Do your employees understand your business strategy?

 

Before we talk about whether your employees understand your strategy, it’s probably worth reflecting on what business ‘strategy’ actually is – and how it links to your own leadership. Because strategy and leadership are intrinsically connected – the success of one depends on the success of the other.

Defining strategy

Your strategy is made up from the choices you make as a business about where you are going. What it is you want to achieve and how. It is all about deciding how and where you will create value for your customers – where your priorities lie, and where you will allocate resources. So, it’s fundamental to the way you lead – but it’s also important that, as a leader, you bring other people along with you. And to do this, they need to understand your strategy and what it means for them. Only then will everyone be pulling together in the same direction, engaged, motivated, and fully focused on your goals.

Making it relevant

For this to happen, there must be an understanding of your business strategy at every level – not just among your management. Each business unit needs to be able to see clearly how their daily work translates in terms of creating value for your customers and clients. Thinking about it in this way – in terms of value, rather than profit – shows how everyone within your organisation can contribute to your company’s success – even those who don’t necessarily have a direct impact on profitability.

A competitive advantage

But let’s take a step back – is it really so important that everyone within your business has a firm grip of what your strategy means? The evidence strongly suggests that it is – and that it is fundamentally tied to your success as a business. A 2013 Gallup survey supports this – finding that the top 25 per cent of companies for employee engagement were getting 10 per cent higher customer ratings and 22 per cent higher profitability.

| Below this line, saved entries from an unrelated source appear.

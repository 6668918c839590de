//! Collaborator contracts for persistence and chat delivery

use async_trait::async_trait;
use chrono::{DateTime, Duration, Utc};
use std::sync::Arc;

use crate::error::CoreResult;
use crate::models::{
    ChatLink, Ledger, LendingRecord, LinkCode, NewLendingRecord, Transaction, TransactionDraft,
};

/// Ledger and transaction persistence
#[async_trait]
pub trait LedgerStore: Send + Sync {
    /// Find the owner's ledger by name, creating it with the given defaults
    async fn get_or_create_ledger(
        &self,
        owner_id: &str,
        name: &str,
        categories: &[String],
        payment_modes: &[String],
    ) -> CoreResult<Ledger>;

    async fn find_ledger(&self, owner_id: &str, name: &str) -> CoreResult<Option<Ledger>>;

    async fn create_transaction(&self, draft: TransactionDraft) -> CoreResult<Transaction>;

    async fn list_transactions(&self, ledger_id: &str) -> CoreResult<Vec<Transaction>>;
}

/// Lending record persistence
#[async_trait]
pub trait LendingStore: Send + Sync {
    async fn create_lending_record(&self, record: NewLendingRecord) -> CoreResult<LendingRecord>;

    /// Records whose transaction belongs to the ledger
    async fn lending_records(&self, ledger_id: &str) -> CoreResult<Vec<LendingRecord>>;
}

/// Chat-to-user links and the codes that create them
#[async_trait]
pub trait LinkStore: Send + Sync {
    async fn linked_user(&self, chat_id: &str) -> CoreResult<Option<ChatLink>>;

    async fn link_for_user(&self, user_id: &str) -> CoreResult<Option<ChatLink>>;

    /// Replace any outstanding code for the user with a fresh one
    async fn create_link_code(
        &self,
        user_id: &str,
        ttl: Duration,
        now: DateTime<Utc>,
    ) -> CoreResult<LinkCode>;

    async fn verify_and_link(
        &self,
        code: &str,
        chat_id: &str,
        username: Option<&str>,
        now: DateTime<Utc>,
    ) -> CoreResult<ChatLink>;

    /// Returns whether a link was removed
    async fn unlink(&self, user_id: &str) -> CoreResult<bool>;
}

/// Outbound chat messages
#[async_trait]
pub trait ChatTransport: Send + Sync {
    async fn send(&self, chat_id: &str, text: &str) -> CoreResult<()>;
}

pub type LedgerStoreRef = Arc<dyn LedgerStore>;
pub type LendingStoreRef = Arc<dyn LendingStore>;
pub type LinkStoreRef = Arc<dyn LinkStore>;
pub type ChatTransportRef = Arc<dyn ChatTransport>;
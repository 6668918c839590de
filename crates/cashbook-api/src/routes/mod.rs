//! Route modules for the API server
//!
//! - webhook: Telegram update intake
//! - users: balances, lending records and chat linking per user

pub mod users;
pub mod webhook;
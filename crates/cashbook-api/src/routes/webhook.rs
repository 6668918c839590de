//! Telegram webhook endpoints

use axum::body::Bytes;
use axum::extract::State;
use axum::Json;
use chrono::Utc;
use serde_json::{json, Value};

use crate::telegram::Update;
use crate::AppState;

/// Telegram retries any non-2xx response, so every outcome is acknowledged
pub async fn receive_update(State(state): State<AppState>, body: Bytes) -> Json<Value> {
    let update: Update = match serde_json::from_slice(&body) {
        Ok(update) => update,
        Err(e) => {
            log::warn!(target: "cashbook::telegram", "Malformed update ignored: {}", e);
            return Json(json!({ "ok": true }));
        }
    };

    let Some(message) = update.into_inbound() else {
        return Json(json!({ "ok": true }));
    };

    let reply = state.dispatcher.handle(&message, Utc::now()).await;
    if let Err(e) = state.transport.send(&message.chat_id, &reply).await {
        log::error!(
            target: "cashbook::telegram",
            "Failed to send reply to chat {}: {}",
            message.chat_id,
            e
        );
    }

    Json(json!({ "ok": true }))
}

/// Telegram probes the webhook URL with GET
pub async fn webhook_status() -> Json<Value> {
    Json(json!({ "status": "Telegram webhook active" }))
}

So, there is a huge opportunity here – especially when you consider another piece of research that shows how just how badly some companies are doing at engaging their people. This survey – by Right Management Consultants – revealed that two-thirds of employees either don’t know or don’t understand their company’s strategy, and that only a third felt fully engaged, either with their jobs and their company.

This represents an opportunity for you to get an edge over the competition – if you can just crack the thorny issue of engaging your teams in your business strategy.

Engagement matters

Employee engagement effects everything, including how employees think about their job and how to do it better, whether they feel positively about doing a good job and whether they actively take opportunities to discuss work-related improvements with colleagues.

A 2014 report – the Towers Watson 2014 Global Workforce Study – showed that only just over a quarter of Hong Kong employees are highly engaged (compared to 40 per cent worldwide) while 61 per cent are either completely disengaged or detached. This represents a huge loss of potential. So, everything you can do as a leader to bridge this gap will put your business at an advantage. But how do you do this?

Time to talk

The logical first step is an employee engagement survey – sitting down and talking with your teams to find out just how engaged they really feel with the aims of the business, and how much they buy in to the way you’re doing things. Do they really understand how what they do contributes to the business’s success? And more importantly, do they care? It’s critical to find out the full picture before you try to change anything. Now is your chance.

Getting the message across

Once you do have a clearer picture, the challenge is to help more people to get to grips with your strategy – and this will most likely come through an overhaul of your internal communications.

Think hard about the range of people who you need to engage with internally – everyone from new starters to longer term employees who may have seen plenty of different strategies come and go over the years. You’ll need to address the needs of everyone and reach them in ways that they engage with and understand.

Keep it simple

So, keep your strategic message simple, meaningful and relevant to what people actually do. It’s important here to also always make the link between your strategy and your purpose as an organisation – by doing so you’re inspiring people to see how everything they do ties into a higher ambition for the company. Having a purpose and a vision matters – for example being told to work hard to make new kinds of batteries is much less inspiring than understanding that the batteries you’re developing are part of a bigger dream to create affordable electric cars that will one day transform personal transportation.

Ultimately, knowing whether your employees understand your strategy is critical to your success – because they are the ones who will be living and breathing that plan every day. Their passion and commitment will define whether you’ll achieve everything you’ve set out to do together – and if you will be successful as a leader.